Separately, Republicans are expected to try to cut off the flow of funds needed to implement provisions on the bill.
The law faces another challenge, well beyond the reach of Obama's veto pen. More than half the states have filed suits against it, and while some judges have upheld the legislation, one recently ruled it was unconstitutional to require individuals to purchase insurance. The Supreme Court is widely expected to have the final word.
The Obama administration has made a major effort in recent days to emphasize parts of the bill that have met with public approval, including one that permits children to age 26 to remain on their parents' policies if they do not have on-the-job coverage of their own. Democrats also argue that repeal would short-circuit other changes yet to take effect, including a ban on the insurance industry's practice of denying coverage or charging sharply higher premiums on the basis of a pre-existing medical condition.
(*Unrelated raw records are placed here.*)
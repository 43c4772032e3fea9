//! Per-CPU priority-band run queues (spec.md §4.3).
//!
//! Grounded on the teacher's `scheduler/per_cpu.rs` `ReadyQueue` (one
//! instance per CPU, cache-friendly, lock-protected) but stored as a fixed
//! array of [`mk_abi::task::ThreadId`] instead of an intrusive pointer
//! list through raw `*mut Task`, the same storage swap `mk-mm` made for
//! its region tree. Threads enter and are selected from the head of their
//! band (spec.md: "new/requeued threads enter at the head of their band;
//! selection always takes the head of the highest-priority non-empty
//! band"), so each band is a plain bounded stack, not a FIFO.

use mk_abi::task::{NUM_PRIORITY_BANDS, ThreadId};
use mk_lib::IrqMutex;

/// Threads a single band can hold before `enqueue` starts rejecting.
const BAND_CAPACITY: usize = 64;
/// Upper bound on how many threads one `steal_batch` call takes at once.
pub const STEAL_BATCH_MAX: usize = 8;

#[derive(Clone, Copy)]
struct BandStack {
    items: [ThreadId; BAND_CAPACITY],
    len: usize,
}

impl BandStack {
    const fn new() -> Self {
        Self {
            items: [ThreadId::INVALID; BAND_CAPACITY],
            len: 0,
        }
    }

    fn push(&mut self, thread: ThreadId) -> bool {
        if self.len >= BAND_CAPACITY {
            return false;
        }
        self.items[self.len] = thread;
        self.len += 1;
        true
    }

    fn pop(&mut self) -> Option<ThreadId> {
        if self.len == 0 {
            return None;
        }
        self.len -= 1;
        Some(self.items[self.len])
    }

    /// Steal up to `max` threads from the opposite (oldest) end of the
    /// band, shifting the remainder down. Leaves the thief's target band
    /// selection order untouched for what stays behind.
    fn steal_from_tail(&mut self, max: usize, out: &mut [ThreadId]) -> usize {
        let take = max.min(self.len).min(out.len());
        if take == 0 {
            return 0;
        }
        out[..take].copy_from_slice(&self.items[..take]);
        self.items.copy_within(take..self.len, 0);
        self.len -= take;
        take
    }
}

struct RunQueueInner {
    bands: [BandStack; NUM_PRIORITY_BANDS],
    count: u32,
}

impl RunQueueInner {
    const fn new() -> Self {
        const BAND: BandStack = BandStack::new();
        Self {
            bands: [BAND; NUM_PRIORITY_BANDS],
            count: 0,
        }
    }
}

/// One CPU's set of priority-band run queues.
pub struct RunQueue {
    inner: IrqMutex<RunQueueInner>,
}

impl RunQueue {
    pub const fn new() -> Self {
        Self {
            inner: IrqMutex::new_named(RunQueueInner::new(), "run_queue"),
        }
    }

    /// Insert `thread` at the head of `band` (clamped to the valid range).
    pub fn enqueue(&self, thread: ThreadId, band: u8) -> bool {
        let band = (band as usize).min(NUM_PRIORITY_BANDS - 1);
        let mut inner = self.inner.lock();
        let ok = inner.bands[band].push(thread);
        if ok {
            inner.count += 1;
        }
        ok
    }

    /// Remove and return the head thread of the highest-priority
    /// non-empty band, plus the band it came from.
    pub fn pick_next(&self) -> Option<(ThreadId, u8)> {
        let mut inner = self.inner.lock();
        for band in 0..NUM_PRIORITY_BANDS {
            if let Some(thread) = inner.bands[band].pop() {
                inner.count -= 1;
                return Some((thread, band as u8));
            }
        }
        None
    }

    pub fn len(&self) -> u32 {
        self.inner.lock().count
    }

    pub fn is_empty(&self) -> bool {
        self.len() == 0
    }

    /// Steal up to `STEAL_BATCH_MAX` threads total, scanning bands by
    /// increasing number (spec.md: "scan peers by increasing priority
    /// band"). Returns the stolen threads and the band each came from.
    pub fn steal_batch(&self, out: &mut [(ThreadId, u8); STEAL_BATCH_MAX]) -> usize {
        let mut inner = self.inner.lock();
        let mut taken = 0;
        for band in 0..NUM_PRIORITY_BANDS {
            if taken >= STEAL_BATCH_MAX {
                break;
            }
            let mut scratch = [ThreadId::INVALID; STEAL_BATCH_MAX];
            let n = inner.bands[band].steal_from_tail(STEAL_BATCH_MAX - taken, &mut scratch);
            for t in scratch.iter().take(n) {
                out[taken] = (*t, band as u8);
                taken += 1;
            }
        }
        inner.count -= taken as u32;
        taken
    }
}

impl Default for RunQueue {
    fn default() -> Self {
        Self::new()
    }
}

#[cfg(test)]
mod tests {
    use super::*;

    fn tid(n: u32) -> ThreadId {
        ThreadId::new(n, 0)
    }

    #[test]
    fn selection_picks_highest_priority_nonempty_band_head() {
        let rq = RunQueue::new();
        rq.enqueue(tid(1), 5);
        rq.enqueue(tid(2), 2);
        rq.enqueue(tid(3), 2);
        let (first, band) = rq.pick_next().unwrap();
        assert_eq!(band, 2);
        assert_eq!(first, tid(3)); // last inserted into band 2 is the head
    }

    #[test]
    fn insertion_and_selection_are_both_head_of_band() {
        let rq = RunQueue::new();
        rq.enqueue(tid(10), 4);
        rq.enqueue(tid(11), 4);
        rq.enqueue(tid(12), 4);
        assert_eq!(rq.pick_next().unwrap().0, tid(12));
        assert_eq!(rq.pick_next().unwrap().0, tid(11));
        assert_eq!(rq.pick_next().unwrap().0, tid(10));
        assert!(rq.pick_next().is_none());
    }

    #[test]
    fn band_is_clamped_to_valid_range() {
        let rq = RunQueue::new();
        assert!(rq.enqueue(tid(1), 255));
        let (_, band) = rq.pick_next().unwrap();
        assert_eq!(band as usize, NUM_PRIORITY_BANDS - 1);
    }

    #[test]
    fn steal_batch_takes_from_tail_oldest_first() {
        let rq = RunQueue::new();
        rq.enqueue(tid(1), 3);
        rq.enqueue(tid(2), 3);
        rq.enqueue(tid(3), 3);
        let mut out = [(ThreadId::INVALID, 0u8); STEAL_BATCH_MAX];
        let n = rq.steal_batch(&mut out);
        assert_eq!(n, 3);
        // tail-first: thread 1 was pushed first, so it's at the tail.
        assert_eq!(out[0].0, tid(1));
        assert_eq!(out[1].0, tid(2));
        assert_eq!(out[2].0, tid(3));
        assert!(rq.is_empty());
    }

    #[test]
    fn steal_batch_respects_cap_per_call() {
        let rq = RunQueue::new();
        for i in 0..(STEAL_BATCH_MAX as u32 + 3) {
            rq.enqueue(tid(i), 1);
        }
        let mut out = [(ThreadId::INVALID, 0u8); STEAL_BATCH_MAX];
        let n = rq.steal_batch(&mut out);
        assert_eq!(n, STEAL_BATCH_MAX);
        assert_eq!(rq.len() as usize, 3);
    }
}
Republicans intend to address the same issues with legislation they say they will bring to the House floor in the coming months, according to officials who have been involved in discussions on the issue, but no details were immediately available.
Last year, for example, the Republicans proposed a 10-year, $25 billion program to help states fund programs in which high-risk individuals could receive affordable coverage.
GOP leaders are working on the assumption that the repeal legislation will not become law, and they intend to draft future bills as changes to the structure that Obama and Democrats put into place.
On one point, they conceded no change was warranted. Majority Leader Eric Cantor, R-Va., told reporters on Tuesday seniors would be permitted to keep the $250 they have been promised to help defray the cost of drugs under the Medicare prescription benefit.
The legislation Obama signed last year was sweeping in its scope.
The Congressional Budget Office said at the time that when fully enacted, it would spread coverage to tens of millions who now lack it and — in a forecast rejected by Republicans — reduce federal deficits over the next decade.
Beginning in 2014, millions of Americans would be required to carry health insurance, whether through an employer, a government program, or their own purchase. New insurance marketplaces called exchanges would open in each state, enabling individuals and small businesses to pick from menus of private plans that met government standards. Federal subsidies would help defray the costs.